Everything in the listing below needs to be retyped exactly.

START MATERIAL FOR THIS EXERCISE

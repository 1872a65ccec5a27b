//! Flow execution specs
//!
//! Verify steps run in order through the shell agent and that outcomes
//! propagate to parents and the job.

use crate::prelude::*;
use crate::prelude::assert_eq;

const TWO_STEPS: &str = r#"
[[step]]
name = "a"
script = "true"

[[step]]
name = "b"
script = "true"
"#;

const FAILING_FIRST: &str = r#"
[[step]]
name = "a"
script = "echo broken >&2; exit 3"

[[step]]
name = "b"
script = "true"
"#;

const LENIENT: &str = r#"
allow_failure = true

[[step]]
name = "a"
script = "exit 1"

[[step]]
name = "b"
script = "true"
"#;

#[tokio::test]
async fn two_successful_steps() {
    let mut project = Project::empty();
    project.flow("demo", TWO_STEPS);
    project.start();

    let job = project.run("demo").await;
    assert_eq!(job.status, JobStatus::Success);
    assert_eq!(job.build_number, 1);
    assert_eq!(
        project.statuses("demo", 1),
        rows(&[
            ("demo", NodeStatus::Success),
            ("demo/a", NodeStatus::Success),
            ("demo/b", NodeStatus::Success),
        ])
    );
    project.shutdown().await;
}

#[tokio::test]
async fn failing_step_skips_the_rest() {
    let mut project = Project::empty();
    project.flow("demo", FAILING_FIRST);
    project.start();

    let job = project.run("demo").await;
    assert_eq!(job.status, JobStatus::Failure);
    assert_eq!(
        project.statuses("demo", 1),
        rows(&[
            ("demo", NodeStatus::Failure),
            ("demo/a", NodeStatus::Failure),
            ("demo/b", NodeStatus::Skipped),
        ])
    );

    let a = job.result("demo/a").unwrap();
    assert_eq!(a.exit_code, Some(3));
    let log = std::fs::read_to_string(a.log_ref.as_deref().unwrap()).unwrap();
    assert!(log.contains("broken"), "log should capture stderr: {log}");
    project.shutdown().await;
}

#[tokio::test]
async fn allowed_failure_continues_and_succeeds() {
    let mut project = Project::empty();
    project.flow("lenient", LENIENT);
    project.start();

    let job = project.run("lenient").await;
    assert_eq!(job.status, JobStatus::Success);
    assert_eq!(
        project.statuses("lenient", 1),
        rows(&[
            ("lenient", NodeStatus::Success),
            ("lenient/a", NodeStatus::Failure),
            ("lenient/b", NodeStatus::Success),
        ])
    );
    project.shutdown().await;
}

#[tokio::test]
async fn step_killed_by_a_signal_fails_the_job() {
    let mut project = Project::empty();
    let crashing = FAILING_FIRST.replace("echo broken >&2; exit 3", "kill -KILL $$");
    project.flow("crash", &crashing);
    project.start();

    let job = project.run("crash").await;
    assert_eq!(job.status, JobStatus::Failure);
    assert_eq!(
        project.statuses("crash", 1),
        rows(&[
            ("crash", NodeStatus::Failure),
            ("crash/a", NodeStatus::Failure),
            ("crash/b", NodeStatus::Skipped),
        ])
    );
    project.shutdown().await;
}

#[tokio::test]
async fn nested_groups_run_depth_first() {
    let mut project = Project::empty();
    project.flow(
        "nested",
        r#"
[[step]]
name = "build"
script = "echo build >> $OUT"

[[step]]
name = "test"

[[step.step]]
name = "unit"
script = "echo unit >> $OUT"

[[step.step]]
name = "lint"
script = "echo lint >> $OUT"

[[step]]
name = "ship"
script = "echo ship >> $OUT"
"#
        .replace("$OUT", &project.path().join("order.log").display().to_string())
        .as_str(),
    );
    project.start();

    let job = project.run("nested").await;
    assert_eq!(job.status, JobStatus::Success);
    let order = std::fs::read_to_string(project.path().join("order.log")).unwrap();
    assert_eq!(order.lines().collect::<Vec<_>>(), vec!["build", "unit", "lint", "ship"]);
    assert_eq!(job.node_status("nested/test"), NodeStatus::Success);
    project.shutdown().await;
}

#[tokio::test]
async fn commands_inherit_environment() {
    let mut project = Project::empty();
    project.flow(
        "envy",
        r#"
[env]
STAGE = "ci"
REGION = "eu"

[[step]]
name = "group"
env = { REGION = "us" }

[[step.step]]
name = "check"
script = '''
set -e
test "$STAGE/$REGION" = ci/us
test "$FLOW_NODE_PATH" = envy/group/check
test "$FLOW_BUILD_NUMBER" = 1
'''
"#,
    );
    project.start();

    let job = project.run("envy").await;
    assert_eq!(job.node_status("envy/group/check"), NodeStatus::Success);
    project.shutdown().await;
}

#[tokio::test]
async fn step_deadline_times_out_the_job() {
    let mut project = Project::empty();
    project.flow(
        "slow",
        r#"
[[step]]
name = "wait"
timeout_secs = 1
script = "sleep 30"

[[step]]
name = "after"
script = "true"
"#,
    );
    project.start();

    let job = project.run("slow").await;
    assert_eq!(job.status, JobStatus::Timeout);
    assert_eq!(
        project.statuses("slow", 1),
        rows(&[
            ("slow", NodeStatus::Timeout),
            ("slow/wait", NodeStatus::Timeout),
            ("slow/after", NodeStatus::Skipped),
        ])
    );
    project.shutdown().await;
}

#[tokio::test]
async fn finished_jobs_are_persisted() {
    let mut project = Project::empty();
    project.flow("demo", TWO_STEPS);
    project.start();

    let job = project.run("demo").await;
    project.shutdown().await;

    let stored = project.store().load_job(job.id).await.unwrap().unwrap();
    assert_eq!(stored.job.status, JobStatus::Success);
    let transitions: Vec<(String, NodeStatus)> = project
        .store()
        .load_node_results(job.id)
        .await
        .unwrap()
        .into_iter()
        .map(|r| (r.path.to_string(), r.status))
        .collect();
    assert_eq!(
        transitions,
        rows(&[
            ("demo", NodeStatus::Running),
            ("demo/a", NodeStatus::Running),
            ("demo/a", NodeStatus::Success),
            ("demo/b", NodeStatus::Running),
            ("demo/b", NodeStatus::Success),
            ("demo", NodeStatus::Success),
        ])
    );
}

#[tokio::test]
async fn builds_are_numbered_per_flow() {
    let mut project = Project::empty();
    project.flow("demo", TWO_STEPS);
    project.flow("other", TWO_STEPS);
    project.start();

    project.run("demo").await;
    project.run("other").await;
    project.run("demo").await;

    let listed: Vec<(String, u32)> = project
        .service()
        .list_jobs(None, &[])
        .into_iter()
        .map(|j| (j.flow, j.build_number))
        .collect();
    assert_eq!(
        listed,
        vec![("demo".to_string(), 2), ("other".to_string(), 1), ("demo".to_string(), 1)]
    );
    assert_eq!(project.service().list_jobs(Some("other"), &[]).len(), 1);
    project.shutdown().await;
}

END MATERIAL FOR THIS EXERCISE

- [PROBLEM SOLUTION]:
repository 1872a65ccec5a27b
//! Flow execution specs
//!
//! Verify steps run in order through the shell agent and that outcomes
//! propagate to parents and the job.

use crate::prelude::*;
use crate::prelude::assert_eq;

const TWO_STEPS: &str = r#"
[[step]]
name = "a"
script = "true"

[[step]]
name = "b"
script = "true"
"#;

const FAILING_FIRST: &str = r#"
[[step]]
name = "a"
script = "echo broken >&2; exit 3"

[[step]]
name = "b"
script = "true"
"#;

const LENIENT: &str = r#"
allow_failure = true

[[step]]
name = "a"
script = "exit 1"

[[step]]
name = "b"
script = "true"
"#;

#[tokio::test]
async fn two_successful_steps() {
    let mut project = Project::empty();
    project.flow("demo", TWO_STEPS);
    project.start();

    let job = project.run("demo").await;
    assert_eq!(job.status, JobStatus::Success);
    assert_eq!(job.build_number, 1);
    assert_eq!(
        project.statuses("demo", 1),
        rows(&[
            ("demo", NodeStatus::Success),
            ("demo/a", NodeStatus::Success),
            ("demo/b", NodeStatus::Success),
        ])
    );
    project.shutdown().await;
}

#[tokio::test]
async fn failing_step_skips_the_rest() {
    let mut project = Project::empty();
    project.flow("demo", FAILING_FIRST);
    project.start();

    let job = project.run("demo").await;
    assert_eq!(job.status, JobStatus::Failure);
    assert_eq!(
        project.statuses("demo", 1),
        rows(&[
            ("demo", NodeStatus::Failure),
            ("demo/a", NodeStatus::Failure),
            ("demo/b", NodeStatus::Skipped),
        ])
    );

    let a = job.result("demo/a").unwrap();
    assert_eq!(a.exit_code, Some(3));
    let log = std::fs::read_to_string(a.log_ref.as_deref().unwrap()).unwrap();
    assert!(log.contains("broken"), "log should capture stderr: {log}");
    project.shutdown().await;
}

#[tokio::test]
async fn allowed_failure_continues_and_succeeds() {
    let mut project = Project::empty();
    project.flow("lenient", LENIENT);
    project.start();

    let job = project.run("lenient").await;
    assert_eq!(job.status, JobStatus::Success);
    assert_eq!(
        project.statuses("lenient", 1),
        rows(&[
            ("lenient", NodeStatus::Success),
            ("lenient/a", NodeStatus::Failure),
            ("lenient/b", NodeStatus::Success),
        ])
    );
    project.shutdown().await;
}

#[tokio::test]
async fn step_killed_by_a_signal_fails_the_job() {
    let mut project = Project::empty();
    let crashing = FAILING_FIRST.replace("echo broken >&2; exit 3", "kill -KILL $$");
    project.flow("crash", &crashing);
    project.start();

    let job = project.run("crash").await;
    assert_eq!(job.status, JobStatus::Failure);
    assert_eq!(
        project.statuses("crash", 1),
        rows(&[
            ("crash", NodeStatus::Failure),
            ("crash/a", NodeStatus::Failure),
            ("crash/b", NodeStatus::Skipped),
        ])
    );
    project.shutdown().await;
}

#[tokio::test]
async fn nested_groups_run_depth_first() {
    let mut project = Project::empty();
    project.flow(
        "nested",
        r#"
[[step]]
name = "build"
script = "echo build >> $OUT"

[[step]]
name = "test"

[[step.step]]
name = "unit"
script = "echo unit >> $OUT"

[[step.step]]
name = "lint"
script = "echo lint >> $OUT"

[[step]]
name = "ship"
script = "echo ship >> $OUT"
"#
        .replace("$OUT", &project.path().join("order.log").display().to_string())
        .as_str(),
    );
    project.start();

    let job = project.run("nested").await;
    assert_eq!(job.status, JobStatus::Success);
    let order = std::fs::read_to_string(project.path().join("order.log")).unwrap();
    assert_eq!(order.lines().collect::<Vec<_>>(), vec!["build", "unit", "lint", "ship"]);
    assert_eq!(job.node_status("nested/test"), NodeStatus::Success);
    project.shutdown().await;
}

#[tokio::test]
async fn commands_inherit_environment() {
    let mut project = Project::empty();
    project.flow(
        "envy",
        r#"
[env]
STAGE = "ci"
REGION = "eu"

[[step]]
name = "group"
env = { REGION = "us" }

[[step.step]]
name = "check"
script = '''
set -e
test "$STAGE/$REGION" = ci/us
test "$FLOW_NODE_PATH" = envy/group/check
test "$FLOW_BUILD_NUMBER" = 1
'''
"#,
    );
    project.start();

    let job = project.run("envy").await;
    assert_eq!(job.node_status("envy/group/check"), NodeStatus::Success);
    project.shutdown().await;
}

#[tokio::test]
async fn step_deadline_times_out_the_job() {
    let mut project = Project::empty();
    project.flow(
        "slow",
        r#"
[[step]]
name = "wait"
timeout_secs = 1
script = "sleep 30"

[[step]]
name = "after"
script = "true"
"#,
    );
    project.start();

    let job = project.run("slow").await;
    assert_eq!(job.status, JobStatus::Timeout);
    assert_eq!(
        project.statuses("slow", 1),
        rows(&[
            ("slow", NodeStatus::Timeout),
            ("slow/wait", NodeStatus::Timeout),
            ("slow/after", NodeStatus::Skipped),
        ])
    );
    project.shutdown().await;
}

#[tokio::test]
async fn finished_jobs_are_persisted() {
    let mut project = Project::empty();
    project.flow("demo", TWO_STEPS);
    project.start();

    let job = project.run("demo").await;
    project.shutdown().await;

    let stored = project.store().load_job(job.id).await.unwrap().unwrap();
    assert_eq!(stored.job.status, JobStatus::Success);
    let transitions: Vec<(String, NodeStatus)> = project
        .store()
        .load_node_results(job.id)
        .await
        .unwrap()
        .into_iter()
        .map(|r| (r.path.to_string(), r.status))
        .collect();
    assert_eq!(
        transitions,
        rows(&[
            ("demo", NodeStatus::Running),
            ("demo/a", NodeStatus::Running),
            ("demo/a", NodeStatus::Success),
            ("demo/b", NodeStatus::Running),
            ("demo/b", NodeStatus::Success),
            ("demo", NodeStatus::Success),
        ])
    );
}

#[tokio::test]
async fn builds_are_numbered_per_flow() {
    let mut project = Project::empty();
    project.flow("demo", TWO_STEPS);
    project.flow("other", TWO_STEPS);
    project.start();

    project.run("demo").await;
    project.run("other").await;
    project.run("demo").await;

    let listed: Vec<(String, u32)> = project
        .service()
        .list_jobs(None, &[])
        .into_iter()
        .map(|j| (j.flow, j.build_number))
        .collect();
    assert_eq!(
        listed,
        vec![("demo".to_string(), 2), ("other".to_string(), 1), ("demo".to_string(), 1)]
    );
    assert_eq!(project.service().list_jobs(Some("other"), &[]).len(), 1);
    project.shutdown().await;
}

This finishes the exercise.